PROBLEM => Please repeat, from the entries that follow, the lines from the one containing "impl FileSystem for" through the one containing "fn write_file(&mut self, path: &Path, content: &[u8])" exactly, adding nothing.

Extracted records
========================
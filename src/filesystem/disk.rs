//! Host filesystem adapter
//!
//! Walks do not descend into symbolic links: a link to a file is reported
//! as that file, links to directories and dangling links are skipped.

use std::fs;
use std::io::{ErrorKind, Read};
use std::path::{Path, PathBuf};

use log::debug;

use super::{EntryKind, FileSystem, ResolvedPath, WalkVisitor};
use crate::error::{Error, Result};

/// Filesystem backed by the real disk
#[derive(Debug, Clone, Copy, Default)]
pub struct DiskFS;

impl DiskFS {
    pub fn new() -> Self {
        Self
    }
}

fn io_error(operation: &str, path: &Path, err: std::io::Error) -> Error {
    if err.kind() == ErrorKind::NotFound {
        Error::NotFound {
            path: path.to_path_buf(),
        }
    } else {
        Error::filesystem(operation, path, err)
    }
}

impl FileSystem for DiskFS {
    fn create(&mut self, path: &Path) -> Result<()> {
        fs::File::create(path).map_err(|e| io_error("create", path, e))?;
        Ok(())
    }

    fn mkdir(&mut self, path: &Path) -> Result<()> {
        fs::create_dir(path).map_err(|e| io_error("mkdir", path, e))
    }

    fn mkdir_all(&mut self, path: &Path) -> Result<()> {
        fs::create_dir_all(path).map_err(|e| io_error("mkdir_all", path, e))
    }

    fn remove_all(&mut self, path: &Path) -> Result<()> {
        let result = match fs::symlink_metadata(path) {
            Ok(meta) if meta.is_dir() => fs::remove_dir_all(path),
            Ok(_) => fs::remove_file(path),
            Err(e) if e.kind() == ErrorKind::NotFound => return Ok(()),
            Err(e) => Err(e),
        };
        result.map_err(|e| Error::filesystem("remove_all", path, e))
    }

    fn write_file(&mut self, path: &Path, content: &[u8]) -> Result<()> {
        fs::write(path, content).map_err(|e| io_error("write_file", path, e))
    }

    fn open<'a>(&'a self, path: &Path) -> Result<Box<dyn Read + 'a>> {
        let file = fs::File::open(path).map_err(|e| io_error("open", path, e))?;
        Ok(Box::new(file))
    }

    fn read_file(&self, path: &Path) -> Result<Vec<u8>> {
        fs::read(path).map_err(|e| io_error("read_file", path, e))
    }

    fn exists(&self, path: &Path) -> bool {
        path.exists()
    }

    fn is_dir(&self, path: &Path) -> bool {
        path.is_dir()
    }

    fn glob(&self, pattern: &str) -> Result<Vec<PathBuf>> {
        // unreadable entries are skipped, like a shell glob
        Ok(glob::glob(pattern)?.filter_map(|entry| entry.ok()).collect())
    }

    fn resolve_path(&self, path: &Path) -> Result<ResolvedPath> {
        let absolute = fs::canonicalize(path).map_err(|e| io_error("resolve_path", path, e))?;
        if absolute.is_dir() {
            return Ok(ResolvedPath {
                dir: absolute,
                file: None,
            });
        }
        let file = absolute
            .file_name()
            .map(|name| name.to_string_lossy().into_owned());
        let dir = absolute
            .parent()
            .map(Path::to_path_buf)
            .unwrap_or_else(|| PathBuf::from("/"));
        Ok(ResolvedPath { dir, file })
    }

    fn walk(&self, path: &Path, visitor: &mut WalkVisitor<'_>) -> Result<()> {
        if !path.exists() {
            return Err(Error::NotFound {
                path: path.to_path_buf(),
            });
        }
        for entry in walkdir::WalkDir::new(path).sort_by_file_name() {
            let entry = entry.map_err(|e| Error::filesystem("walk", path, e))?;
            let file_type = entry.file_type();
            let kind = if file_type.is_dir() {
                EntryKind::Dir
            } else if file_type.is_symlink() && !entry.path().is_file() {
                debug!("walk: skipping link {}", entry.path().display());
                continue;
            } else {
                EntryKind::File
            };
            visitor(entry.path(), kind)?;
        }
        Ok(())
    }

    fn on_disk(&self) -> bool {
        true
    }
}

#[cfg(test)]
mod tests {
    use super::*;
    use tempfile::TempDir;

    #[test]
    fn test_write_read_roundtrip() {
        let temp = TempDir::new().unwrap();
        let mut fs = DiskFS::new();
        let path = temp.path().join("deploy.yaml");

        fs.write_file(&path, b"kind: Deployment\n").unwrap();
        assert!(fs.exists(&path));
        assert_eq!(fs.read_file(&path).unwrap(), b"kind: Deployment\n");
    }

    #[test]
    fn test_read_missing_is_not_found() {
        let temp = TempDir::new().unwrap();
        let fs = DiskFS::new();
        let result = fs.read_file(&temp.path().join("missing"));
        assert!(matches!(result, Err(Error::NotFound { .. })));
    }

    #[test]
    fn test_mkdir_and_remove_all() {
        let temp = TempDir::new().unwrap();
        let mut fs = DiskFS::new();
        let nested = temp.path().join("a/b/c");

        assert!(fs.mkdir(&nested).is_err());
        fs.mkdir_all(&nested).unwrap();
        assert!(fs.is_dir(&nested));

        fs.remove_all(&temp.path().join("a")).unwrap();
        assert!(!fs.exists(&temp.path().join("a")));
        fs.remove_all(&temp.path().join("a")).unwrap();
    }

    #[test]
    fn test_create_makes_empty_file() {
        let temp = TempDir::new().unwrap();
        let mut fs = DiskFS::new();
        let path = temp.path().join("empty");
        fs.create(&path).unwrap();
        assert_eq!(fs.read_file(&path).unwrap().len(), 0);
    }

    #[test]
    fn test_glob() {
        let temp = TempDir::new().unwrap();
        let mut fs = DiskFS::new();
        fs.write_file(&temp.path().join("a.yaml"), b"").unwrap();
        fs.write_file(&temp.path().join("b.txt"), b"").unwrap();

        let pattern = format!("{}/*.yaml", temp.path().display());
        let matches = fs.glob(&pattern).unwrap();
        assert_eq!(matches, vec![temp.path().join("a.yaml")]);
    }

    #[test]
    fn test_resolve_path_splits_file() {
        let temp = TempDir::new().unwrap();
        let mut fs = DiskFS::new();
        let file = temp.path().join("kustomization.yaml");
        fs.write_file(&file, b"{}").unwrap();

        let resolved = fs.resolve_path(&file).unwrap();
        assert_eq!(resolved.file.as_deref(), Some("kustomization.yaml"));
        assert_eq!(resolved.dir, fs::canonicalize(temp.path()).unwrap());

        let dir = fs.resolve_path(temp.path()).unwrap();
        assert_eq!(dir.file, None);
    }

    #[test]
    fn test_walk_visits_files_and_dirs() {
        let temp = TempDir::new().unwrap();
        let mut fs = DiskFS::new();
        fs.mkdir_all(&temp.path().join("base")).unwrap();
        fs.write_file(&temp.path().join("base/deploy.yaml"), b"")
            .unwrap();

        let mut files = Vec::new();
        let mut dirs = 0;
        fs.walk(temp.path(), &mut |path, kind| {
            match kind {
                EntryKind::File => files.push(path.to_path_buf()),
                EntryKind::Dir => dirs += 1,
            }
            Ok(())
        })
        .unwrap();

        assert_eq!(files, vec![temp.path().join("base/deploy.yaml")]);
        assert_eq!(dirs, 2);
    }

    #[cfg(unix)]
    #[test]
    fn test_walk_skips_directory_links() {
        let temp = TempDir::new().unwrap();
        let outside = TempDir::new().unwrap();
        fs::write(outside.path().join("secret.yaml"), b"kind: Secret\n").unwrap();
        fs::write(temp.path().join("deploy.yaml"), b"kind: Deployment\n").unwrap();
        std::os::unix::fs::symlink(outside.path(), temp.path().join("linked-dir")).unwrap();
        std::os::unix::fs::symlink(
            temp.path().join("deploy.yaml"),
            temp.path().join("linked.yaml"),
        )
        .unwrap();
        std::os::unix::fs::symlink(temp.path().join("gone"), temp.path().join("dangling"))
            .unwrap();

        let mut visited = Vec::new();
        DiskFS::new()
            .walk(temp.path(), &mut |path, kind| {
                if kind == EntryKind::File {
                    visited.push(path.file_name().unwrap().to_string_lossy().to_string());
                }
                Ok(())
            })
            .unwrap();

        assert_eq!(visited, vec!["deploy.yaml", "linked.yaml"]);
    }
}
========================
ANSWER SECTION =>
impl FileSystem for DiskFS {
    fn create(&mut self, path: &Path) -> Result<()> {
        fs::File::create(path).map_err(|e| io_error("create", path, e))?;
        Ok(())
    }

    fn mkdir(&mut self, path: &Path) -> Result<()> {
        fs::create_dir(path).map_err(|e| io_error("mkdir", path, e))
    }

    fn mkdir_all(&mut self, path: &Path) -> Result<()> {
        fs::create_dir_all(path).map_err(|e| io_error("mkdir_all", path, e))
    }

    fn remove_all(&mut self, path: &Path) -> Result<()> {
        let result = match fs::symlink_metadata(path) {
            Ok(meta) if meta.is_dir() => fs::remove_dir_all(path),
            Ok(_) => fs::remove_file(path),
            Err(e) if e.kind() == ErrorKind::NotFound => return Ok(()),
            Err(e) => Err(e),
        };
        result.map_err(|e| Error::filesystem("remove_all", path, e))
    }

    fn write_file(&mut self, path: &Path, content: &[u8]) -> Result<()> {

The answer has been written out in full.